**Aim of the exercise:**
Out of all the lines below, count those with the word "features". Give the number only.

**Task material:**

════════════════════

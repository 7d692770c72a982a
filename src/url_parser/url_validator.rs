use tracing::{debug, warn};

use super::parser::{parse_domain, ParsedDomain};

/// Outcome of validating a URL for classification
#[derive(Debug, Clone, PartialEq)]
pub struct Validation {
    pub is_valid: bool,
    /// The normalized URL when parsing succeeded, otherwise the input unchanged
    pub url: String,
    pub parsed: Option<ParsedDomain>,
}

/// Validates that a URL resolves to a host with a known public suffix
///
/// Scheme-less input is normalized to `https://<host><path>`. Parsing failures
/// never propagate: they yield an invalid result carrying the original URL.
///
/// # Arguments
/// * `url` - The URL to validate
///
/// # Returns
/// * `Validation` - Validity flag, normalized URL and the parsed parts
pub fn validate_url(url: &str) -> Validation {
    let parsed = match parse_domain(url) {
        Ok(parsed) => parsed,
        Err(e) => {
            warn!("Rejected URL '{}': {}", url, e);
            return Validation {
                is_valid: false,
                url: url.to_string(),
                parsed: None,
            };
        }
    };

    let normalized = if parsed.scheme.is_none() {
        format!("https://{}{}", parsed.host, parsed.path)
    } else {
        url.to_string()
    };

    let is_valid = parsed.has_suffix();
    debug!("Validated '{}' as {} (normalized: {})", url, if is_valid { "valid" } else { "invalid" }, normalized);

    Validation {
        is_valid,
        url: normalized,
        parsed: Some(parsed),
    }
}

════════════════════

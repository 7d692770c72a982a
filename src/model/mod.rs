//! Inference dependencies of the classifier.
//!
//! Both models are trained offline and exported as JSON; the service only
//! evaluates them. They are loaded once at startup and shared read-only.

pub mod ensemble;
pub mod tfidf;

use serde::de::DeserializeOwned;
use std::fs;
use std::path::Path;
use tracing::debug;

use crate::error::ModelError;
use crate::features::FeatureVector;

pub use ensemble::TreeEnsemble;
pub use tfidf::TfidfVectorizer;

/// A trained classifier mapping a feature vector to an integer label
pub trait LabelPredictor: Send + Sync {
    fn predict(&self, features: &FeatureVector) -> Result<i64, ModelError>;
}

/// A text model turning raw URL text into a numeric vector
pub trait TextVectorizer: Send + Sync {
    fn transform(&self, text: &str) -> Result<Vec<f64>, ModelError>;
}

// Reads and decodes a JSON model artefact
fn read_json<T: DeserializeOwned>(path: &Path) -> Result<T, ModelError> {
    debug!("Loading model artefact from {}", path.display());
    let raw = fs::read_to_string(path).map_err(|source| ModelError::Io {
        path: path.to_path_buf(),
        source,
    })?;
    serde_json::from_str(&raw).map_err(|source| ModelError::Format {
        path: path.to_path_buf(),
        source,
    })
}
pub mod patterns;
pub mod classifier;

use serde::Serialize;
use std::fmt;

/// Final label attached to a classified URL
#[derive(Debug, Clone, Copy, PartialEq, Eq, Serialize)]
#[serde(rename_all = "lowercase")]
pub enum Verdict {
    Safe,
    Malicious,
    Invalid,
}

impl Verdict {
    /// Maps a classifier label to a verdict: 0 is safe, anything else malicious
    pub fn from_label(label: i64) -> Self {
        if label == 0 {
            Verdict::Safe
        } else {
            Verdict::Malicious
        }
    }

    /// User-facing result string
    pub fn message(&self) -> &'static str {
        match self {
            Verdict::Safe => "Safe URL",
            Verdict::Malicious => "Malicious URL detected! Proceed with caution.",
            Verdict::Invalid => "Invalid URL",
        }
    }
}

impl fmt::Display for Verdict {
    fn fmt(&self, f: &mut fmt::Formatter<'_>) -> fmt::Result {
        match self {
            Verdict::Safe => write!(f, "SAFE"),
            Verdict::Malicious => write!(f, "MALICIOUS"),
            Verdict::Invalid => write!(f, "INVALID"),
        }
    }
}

════════════════════

**Response area:**
2